Location
- East Tamworth, Tamworth, New South Wales Australia 31°04′19″S 150°55′09″E﻿ / ﻿31.071945°S 150.919053°E

Information
- Former names: Our Lady of the Rosary College; McCarthy Catholic Senior High School;
- School type: Independent co-educational secondary day school
- Motto: Receive, Worship, Serve
- Denomination: Roman Catholic
- Established: 2000; 26 years ago
- Oversight: Roman Catholic Diocese of Armidale
- Principal: Michael Whitton
- Years: 7–12
- Campus type: Regional
- Colours: Navy, white and yellow
- Website: www.mccarthy.nsw.edu.au

= McCarthy Catholic College, Tamworth =

McCarthy Catholic College is an independent Roman Catholic co-educational secondary day school located in , New South Wales, Australia. The college is administered by the Catholic Education Office of the Diocese of Armidale.

==Overview==
McCarthy Catholic College is a co-educational Catholic high school for students in years 7 to 12. It was formed in 2000 through the amalgamation of Our Lady of the Rosary College (for years 7-10) and McCarthy Catholic Senior High School (for years 11-12). For historical reasons the college is named for Irish priest Father Timothy McCarthy who was the first resident priest in the New England Region from 1853 to 1874 and worked for the education of children.

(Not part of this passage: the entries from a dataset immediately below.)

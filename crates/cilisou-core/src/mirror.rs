//! Mirror resolution and caching
//!
//! The index site rotates its entry domain, so the live base address is
//! discovered by pointing a headless browser at a fixed seed address
//! and reading back wherever the redirects land. Resolution is
//! expensive and carries the same rate-sensitivity as scraping the site
//! itself, which is why the result is cached with a long TTL.

use std::time::{Duration, Instant};

use async_trait::async_trait;
use chromiumoxide::browser::{Browser, BrowserConfig};
use futures::StreamExt;
use tokio::sync::Mutex;
use tokio::task::JoinHandle;
use tracing::{debug, info};

use crate::error::MirrorError;

/// Default lifetime of a resolved mirror address.
pub const DEFAULT_MIRROR_TTL: Duration = Duration::from_secs(60 * 60);

/// Resolves the live base address of the index site from a seed address
///
/// The concrete mechanism (local headless browser, remote automation
/// endpoint) is an injected collaborator; tests substitute a mock.
#[async_trait]
pub trait ResolveBackend: Send + Sync {
    /// Navigate from `seed_url` and return the final address reached
    async fn resolve(&self, seed_url: &str) -> Result<String, MirrorError>;
}

/// A resolved mirror address and the time it was obtained
#[derive(Debug, Clone)]
pub struct CachedMirror {
    pub base_url: String,
    pub resolved_at: Instant,
}

/// TTL cache over a [`ResolveBackend`]
///
/// The slot is guarded by an async mutex held across the backend call,
/// so concurrent callers that both observe a stale mirror serialize:
/// the second re-checks freshness after acquiring the lock and reuses
/// the first caller's result instead of resolving again (single-flight).
pub struct MirrorCache {
    ttl: Duration,
    slot: Mutex<Option<CachedMirror>>,
}

impl MirrorCache {
    /// Create an empty cache with the given TTL
    pub fn new(ttl: Duration) -> Self {
        Self {
            ttl,
            slot: Mutex::new(None),
        }
    }

    /// Return a fresh base address, resolving through `backend` if needed
    ///
    /// A cached address is fresh while `now - resolved_at < ttl`; at the
    /// TTL boundary or beyond it is stale and triggers resolution. On
    /// backend failure the cached value is left untouched and the error
    /// propagates; the caller must not fall back to the stale address.
    pub async fn base_url<B: ResolveBackend + ?Sized>(
        &self,
        backend: &B,
        seed_url: &str,
        now: Instant,
    ) -> Result<String, MirrorError> {
        let mut slot = self.slot.lock().await;

        if let Some(cached) = slot.as_ref()
            && now.saturating_duration_since(cached.resolved_at) < self.ttl
        {
            debug!("mirror cache hit: {}", cached.base_url);
            return Ok(cached.base_url.clone());
        }

        info!("mirror cache stale or empty, resolving via {}", seed_url);
        let base_url = backend.resolve(seed_url).await?;
        info!("mirror resolved to {}", base_url);

        *slot = Some(CachedMirror {
            base_url: base_url.clone(),
            resolved_at: now,
        });
        Ok(base_url)
    }

    /// The configured mirror lifetime
    pub fn ttl(&self) -> Duration {
        self.ttl
    }
}

/// Headless-browser resolution backend
///
/// Either launches a local sandboxless Chrome or attaches to a remote
/// DevTools endpoint when one is configured.
pub struct ChromiumBackend {
    remote_url: Option<String>,
    request_timeout: Duration,
}

impl ChromiumBackend {
    /// Create a backend; `remote_url` is a DevTools websocket address
    /// of a remote automation service, `None` launches a local browser
    pub fn new(remote_url: Option<String>) -> Self {
        Self {
            remote_url,
            request_timeout: Duration::from_secs(30),
        }
    }

    async fn open_session(&self) -> Result<BrowserSession, MirrorError> {
        let (browser, mut handler) = match &self.remote_url {
            Some(remote) => {
                info!("attaching to remote browser at {}", remote);
                Browser::connect(remote.clone())
                    .await
                    .map_err(|e| MirrorError::Session(e.to_string()))?
            }
            None => {
                let config = BrowserConfig::builder()
                    .arg("--no-sandbox")
                    .arg("--disable-dev-shm-usage")
                    .request_timeout(self.request_timeout)
                    .build()
                    .map_err(MirrorError::Session)?;
                Browser::launch(config)
                    .await
                    .map_err(|e| MirrorError::Session(e.to_string()))?
            }
        };

        let handler_task = tokio::spawn(async move {
            while let Some(event) = handler.next().await {
                if let Err(e) = event {
                    debug!("browser handler event error: {e:?}");
                }
            }
        });

        Ok(BrowserSession {
            browser,
            handler: handler_task,
        })
    }
}

#[async_trait]
impl ResolveBackend for ChromiumBackend {
    async fn resolve(&self, seed_url: &str) -> Result<String, MirrorError> {
        let session = self.open_session().await?;
        // The session must come down on every exit path, so the
        // navigation outcome is captured before teardown.
        let outcome = read_final_url(&session.browser, seed_url).await;
        session.shutdown().await;
        outcome
    }
}

async fn read_final_url(browser: &Browser, seed_url: &str) -> Result<String, MirrorError> {
    let page = browser
        .new_page(seed_url)
        .await
        .map_err(|e| MirrorError::Navigation(e.to_string()))?;

    page.wait_for_navigation()
        .await
        .map_err(|e| MirrorError::Navigation(e.to_string()))?;

    page.url()
        .await
        .map_err(|e| MirrorError::Navigation(e.to_string()))?
        .ok_or(MirrorError::NoFinalAddress)
}

/// A running browser and its event-handler task
///
/// The handler task must not outlive the browser; `shutdown` closes the
/// browser process and aborts the handler, and `Drop` aborts the handler
/// as a fallback if teardown is skipped by an early return.
struct BrowserSession {
    browser: Browser,
    handler: JoinHandle<()>,
}

impl BrowserSession {
    async fn shutdown(mut self) {
        if let Err(e) = self.browser.close().await {
            debug!("browser close failed: {e:?}");
        }
        let _ = self.browser.wait().await;
        self.handler.abort();
    }
}

impl Drop for BrowserSession {
    fn drop(&mut self) {
        self.handler.abort();
    }
}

===College logo and mission statement===
McCarthy's logo is a combination of a gold Chi Rho and the constellation of the Southern Cross on a navy blue background. The terms Receive, Worship, and Serve are part of the McCarthy Catholic College mission statement.

==History==
The school is built on land that was first lived in by the Kamilaroi people. A school was founded on its current site by the Dominican Sister Patricia Rowe. The school was established in 2000, when the schools Our Lady of the Rosary College and McCarthy Catholic Senior High School merged.